Republican Basin’s Kansas v. Nebraska lawsuit

The special master appointed by the U.S. Supreme Court to act as judge in the Kansas v. Nebraska lawsuit cited, in his final report issued Nov. 15, Nebraska’s efforts and “substantial expenditures” to address its Republican River Compact compliance obligations, which weren’t met in 2005 and 2006.

His recommendations were in Nebraska’s favor on almost every issue raised by Kansas, including a damages payment of $5.5 million instead of the $80 million sought by Kansas. A final ruling by the Supreme Court is expected in 2014.

In another basin dispute, a U.S. District Court judge decided he didn’t have jurisdiction in a lawsuit filed by the Frenchman-Cambridge and Nebraska Bostwick Irrigation districts that sought to halt a Republican River augmentation project involving the Upper, Middle and Lower Republican natural resources districts.

Those NRDs and the Twin Platte purchased a 19,200-acre Lincoln County farm and are re-purposing the groundwater use from irrigation to streamflow augmentation, with 75 percent of the water going to the Republican River via Medicine Creek to help compact compliance.

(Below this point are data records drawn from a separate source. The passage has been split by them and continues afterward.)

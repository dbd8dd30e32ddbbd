use std::fmt;

use thiserror::Error;

#[derive(Error, Debug, Clone, PartialEq, Eq)]
pub enum CigarError {
    #[error("empty CIGAR string")]
    Empty,
    #[error("CIGAR operation '{op}' at offset {offset} has no length")]
    MissingLength { op: char, offset: usize },
    #[error("CIGAR ends with a length but no operation: '{0}'")]
    TrailingLength(String),
    #[error("unknown CIGAR operation '{op}' at offset {offset}")]
    UnknownOp { op: char, offset: usize },
    #[error("invalid CIGAR length '{0}'")]
    InvalidLength(String),
    #[error("CIGAR spans {0} positions, more than a single read can")]
    SpanTooLong(u64),
}

/// The kind of a CIGAR operation.
#[derive(Debug, Clone, Copy, PartialEq, Eq, Hash)]
pub enum CigarKind {
    /// `M`: alignment match (sequence match or mismatch).
    Match,
    /// `I`: insertion to the reference.
    Insertion,
    /// `D`: deletion from the reference.
    Deletion,
    /// `N`: skipped region of the reference.
    Skip,
    /// `S`: soft clip (bases present in the read but not aligned).
    SoftClip,
    /// `H`: hard clip (bases not present in the read).
    HardClip,
    /// `P`: padding.
    Pad,
    /// `=`: sequence match.
    SequenceMatch,
    /// `X`: sequence mismatch. Not displayed.
    SequenceMismatch,
    /// `x`: alternate match tag, displayed like `M`.
    AltMatch,
}

impl CigarKind {
    pub fn from_code(code: char) -> Option<Self> {
        let kind = match code {
            'M' => CigarKind::Match,
            'I' => CigarKind::Insertion,
            'D' => CigarKind::Deletion,
            'N' => CigarKind::Skip,
            'S' => CigarKind::SoftClip,
            'H' => CigarKind::HardClip,
            'P' => CigarKind::Pad,
            '=' => CigarKind::SequenceMatch,
            'X' => CigarKind::SequenceMismatch,
            'x' => CigarKind::AltMatch,
            _ => return None,
        };
        Some(kind)
    }

    pub fn code(&self) -> char {
        match self {
            CigarKind::Match => 'M',
            CigarKind::Insertion => 'I',
            CigarKind::Deletion => 'D',
            CigarKind::Skip => 'N',
            CigarKind::SoftClip => 'S',
            CigarKind::HardClip => 'H',
            CigarKind::Pad => 'P',
            CigarKind::SequenceMatch => '=',
            CigarKind::SequenceMismatch => 'X',
            CigarKind::AltMatch => 'x',
        }
    }

    /// Whether each unit of this operation becomes a displayed piece.
    pub fn emits_pieces(&self) -> bool {
        matches!(
            self,
            CigarKind::Match
                | CigarKind::Insertion
                | CigarKind::Deletion
                | CigarKind::Skip
                | CigarKind::SequenceMatch
                | CigarKind::AltMatch
        )
    }
}

impl fmt::Display for CigarKind {
    fn fmt(&self, f: &mut fmt::Formatter<'_>) -> fmt::Result {
        write!(f, "{}", self.code())
    }
}

/// A single `(count, kind)` CIGAR token.
#[derive(Debug, Clone, Copy, PartialEq, Eq)]
pub struct CigarOp {
    pub len: u32,
    pub kind: CigarKind,
}

impl CigarOp {
    pub fn new(kind: CigarKind, len: u32) -> Self {
        Self { len, kind }
    }
}

impl fmt::Display for CigarOp {
    fn fmt(&self, f: &mut fmt::Formatter<'_>) -> fmt::Result {
        write!(f, "{}{}", self.len, self.kind)
    }
}

/// Parse a textual CIGAR such as `5S3M2D2M` into its operations.
pub fn parse_cigar(cigar: &str) -> Result<Vec<CigarOp>, CigarError> {
    if cigar.is_empty() {
        return Err(CigarError::Empty);
    }

    let mut ops = Vec::new();
    let mut digits_start = 0;
    for (offset, c) in cigar.char_indices() {
        if c.is_ascii_digit() {
            continue;
        }
        let kind = CigarKind::from_code(c).ok_or(CigarError::UnknownOp { op: c, offset })?;
        let digits = &cigar[digits_start..offset];
        if digits.is_empty() {
            return Err(CigarError::MissingLength { op: c, offset });
        }
        let len: u32 = digits
            .parse()
            .map_err(|_| CigarError::InvalidLength(digits.to_string()))?;
        if len == 0 {
            return Err(CigarError::InvalidLength(digits.to_string()));
        }
        ops.push(CigarOp::new(kind, len));
        digits_start = offset + c.len_utf8();
    }

    if digits_start != cigar.len() {
        return Err(CigarError::TrailingLength(cigar.to_string()));
    }
    Ok(ops)
}

/// Render operations back into CIGAR text.
pub fn format_cigar(ops: &[CigarOp]) -> String {
    ops.iter().map(|op| op.to_string()).collect()
}

#[cfg(test)]
mod tests {
    use super::*;

    #[test]
    fn test_parse_simple() {
        let ops = parse_cigar("3M2D2M").unwrap();
        assert_eq!(
            ops,
            vec![
                CigarOp::new(CigarKind::Match, 3),
                CigarOp::new(CigarKind::Deletion, 2),
                CigarOp::new(CigarKind::Match, 2),
            ]
        );
    }

    #[test]
    fn test_parse_all_codes() {
        let ops = parse_cigar("1M2I3D4N5S6H7P8=9X").unwrap();
        let kinds: Vec<CigarKind> = ops.iter().map(|op| op.kind).collect();
        assert_eq!(
            kinds,
            vec![
                CigarKind::Match,
                CigarKind::Insertion,
                CigarKind::Deletion,
                CigarKind::Skip,
                CigarKind::SoftClip,
                CigarKind::HardClip,
                CigarKind::Pad,
                CigarKind::SequenceMatch,
                CigarKind::SequenceMismatch,
            ]
        );
        let lens: Vec<u32> = ops.iter().map(|op| op.len).collect();
        assert_eq!(lens, (1..=9).collect::<Vec<u32>>());
    }

    #[test]
    fn test_upper_and_lowercase_x_differ() {
        let ops = parse_cigar("4x2X").unwrap();
        assert_eq!(
            ops,
            vec![
                CigarOp::new(CigarKind::AltMatch, 4),
                CigarOp::new(CigarKind::SequenceMismatch, 2),
            ]
        );
        assert!(ops[0].kind.emits_pieces());
        assert!(!ops[1].kind.emits_pieces());
        assert_eq!(format_cigar(&ops), "4x2X");
    }

    #[test]
    fn test_multi_digit_lengths() {
        let ops = parse_cigar("150M1000N25M").unwrap();
        assert_eq!(ops[0].len, 150);
        assert_eq!(ops[1].len, 1000);
        assert_eq!(ops[2].len, 25);
    }

    #[test]
    fn test_parse_errors() {
        assert_eq!(parse_cigar(""), Err(CigarError::Empty));
        assert_eq!(
            parse_cigar("M"),
            Err(CigarError::MissingLength { op: 'M', offset: 0 })
        );
        assert_eq!(
            parse_cigar("3M2"),
            Err(CigarError::TrailingLength("3M2".to_string()))
        );
        assert_eq!(
            parse_cigar("3Q"),
            Err(CigarError::UnknownOp { op: 'Q', offset: 1 })
        );
        assert!(matches!(parse_cigar("0M"), Err(CigarError::InvalidLength(_))));
        assert!(matches!(
            parse_cigar("99999999999M"),
            Err(CigarError::InvalidLength(_))
        ));
        assert!(matches!(parse_cigar("3m"), Err(CigarError::UnknownOp { .. })));
    }

    #[test]
    fn test_format_roundtrip_text() {
        let text = "5S10M3I5M2D8M4S";
        assert_eq!(format_cigar(&parse_cigar(text).unwrap()), text);
    }
}
//! Data layer for a genome read viewer.
//!
//! Raw alignment records are decoded into per-base pieces and laid out in
//! display lanes, and a [`cache::ReadCache`] keeps the reads relevant to the
//! visible window.

pub mod alignment;
pub mod cache;
pub mod config;
pub mod region;
pub mod session;
pub mod stats;
pub mod variant;
pub mod view;
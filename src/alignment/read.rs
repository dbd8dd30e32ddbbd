use crate::alignment::cigar::CigarKind;
use crate::region::overlaps;

/// Letter shown for reference positions a read deletes or skips.
pub const PLACEHOLDER_LETTER: u8 = b'-';

/// Quality assigned to placeholder pieces.
pub const PLACEHOLDER_QUALITY: u8 = 100;

/// One displayed base of a decoded read.
#[derive(Debug, Clone, Copy, PartialEq, Eq)]
pub struct ReadPiece {
    /// Base letter, or [`PLACEHOLDER_LETTER`] for deletions and skips.
    pub letter: u8,
    /// 0-based reference position occupied by this piece.
    pub position: u64,
    /// Phred quality, or [`PLACEHOLDER_QUALITY`] for placeholders.
    pub quality: u8,
    /// The CIGAR operation that produced this piece.
    pub kind: CigarKind,
}

impl ReadPiece {
    pub fn is_placeholder(&self) -> bool {
        matches!(self.kind, CigarKind::Deletion | CigarKind::Skip)
    }
}

/// Level of detail a decoded read carries.
#[derive(Debug, Clone, PartialEq, Eq)]
pub enum ReadDetail {
    /// Span only; per-base pieces have been dropped.
    Summary,
    /// Full per-base pieces in reference order.
    WithBases(Vec<ReadPiece>),
}

impl ReadDetail {
    pub fn has_bases(&self) -> bool {
        matches!(self, ReadDetail::WithBases(_))
    }

    pub fn pieces(&self) -> &[ReadPiece] {
        match self {
            ReadDetail::Summary => &[],
            ReadDetail::WithBases(pieces) => pieces,
        }
    }
}

/// An alignment record decoded for display.
#[derive(Debug, Clone, PartialEq, Eq)]
pub struct DecodedRead {
    /// Derived identity: name (or backend id) + position + CIGAR text.
    pub id: String,
    pub name: String,
    /// Start of the half-open reference span `[position, end)`.
    pub position: u64,
    pub end: u64,
    pub detail: ReadDetail,
    pub reverse: bool,
    /// Display lane. Overlapping reads never share a lane.
    pub lane: usize,
    /// Set when the record had no usable CIGAR.
    pub unmapped: bool,
    pub cigar: Option<String>,
    pub flags: u32,
    pub mate_position: Option<u64>,
    pub mapping_quality: Option<u32>,
    /// Index of the record within the batch it was decoded from.
    pub index: usize,
}

impl DecodedRead {
    /// Number of reference positions covered.
    pub fn len(&self) -> u64 {
        self.end - self.position
    }

    pub fn is_empty(&self) -> bool {
        self.end == self.position
    }

    pub fn has_bases(&self) -> bool {
        self.detail.has_bases()
    }

    pub fn pieces(&self) -> &[ReadPiece] {
        self.detail.pieces()
    }

    pub fn overlaps(&self, start: u64, end: u64) -> bool {
        overlaps(self.position, self.end, start, end)
    }

    /// Drop per-base pieces, keeping span and lane.
    pub fn strip_bases(&mut self) {
        self.detail = ReadDetail::Summary;
    }

    /// Consume the read, returning it without per-base pieces.
    pub fn into_summary(mut self) -> Self {
        self.strip_bases();
        self
    }
}

#[cfg(test)]
pub(crate) mod test_support {
    use super::*;

    /// A read spanning `[position, end)` with one `M` piece per position.
    pub fn read_with_bases(id: &str, position: u64, end: u64) -> DecodedRead {
        let pieces = (position..end)
            .map(|p| ReadPiece {
                letter: b'A',
                position: p,
                quality: 30,
                kind: CigarKind::Match,
            })
            .collect();
        DecodedRead {
            id: id.to_string(),
            name: id.to_string(),
            position,
            end,
            detail: ReadDetail::WithBases(pieces),
            reverse: false,
            lane: 0,
            unmapped: false,
            cigar: Some(format!("{}M", end - position)),
            flags: 0,
            mate_position: None,
            mapping_quality: None,
            index: 0,
        }
    }

    pub fn summary_read(id: &str, position: u64, end: u64) -> DecodedRead {
        read_with_bases(id, position, end).into_summary()
    }
}
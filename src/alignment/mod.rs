pub mod cigar;
pub mod decode;
pub mod lanes;
pub mod read;
pub mod reader;
pub mod record;

pub use cigar::{CigarError, CigarKind, CigarOp, parse_cigar};
pub use decode::{DecodeWarning, DecodedBatch, decode_batch, decode_read, read_id};
pub use lanes::assign_bulk_lanes;
pub use read::{DecodedRead, ReadDetail, ReadPiece};
pub use reader::AlignmentReader;
pub use record::{RawRead, ReadPage};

Manager Brad Edgerton said Frenchman-Cambridge irrigators are considering filing a class action lawsuit to recover damages for 2013 crop losses due to very limited or no surface water deliveries.

Task force identifies water project funding options.

A 34-member Nebraska Water Funding Task Force studied water project needs from July to December and sent a report to the Legislature with ideas on how to fund them.

The “menu” of options to generate $50 million annually for water projects includes dedicating 1/8th of a cent of the current state sales tax to that purpose and taxes on ethanol, fertilizer and soft drinks.

At the final task force meeting Dec. 5 in Kearney, it was decided by consensus to ask the Appropriations Committee for the $50 million for 2014 from state cash reserves.

Proposed renewable fuels standard rollback, other uncertainties drive drop in grain prices.

Commodity markets hate uncertainty, and a bucketful of unsettled issues plunged recent record high corn and soybean prices to below-production-cost levels that ag economists predict will continue through 2014.

The Environmental Protection Agency proposes to reduce the 2014 renewable fuels standard for ethanol from 14.4 billion gallons to 13 billion gallons. Less ethanol demand means a shrinking market for corn.

Other factors behind corn prices slumping to $4 per bushel or less include a huge 14-billion-bushel 2013 U.S. corn crop and further delays in a farm bill that House and Senate ag committee leaders now say will be passed in January.

Broken Bow Wind II goes forward with a new owner.

The Broken Bow Wind II project to erect 43 more turbines in the hills north of Broken Bow got a new owner-developer in September, San Diego-based Sempra U.S. Gas & Power.

Sempra acquired the project from Chicago developer Midwest Wind Energy, which oversaw construction of Broken Bow Wind I.

Sempra spokesperson Lisa Briggs said Broken Bow Wind II construction will start right after the first of the year.

All 75-megawatts of the estimated $110 million project have been sold to Nebraska Public Power District, which will keep 30 megawatts and sell the remaining 45 to Omaha Public Power District.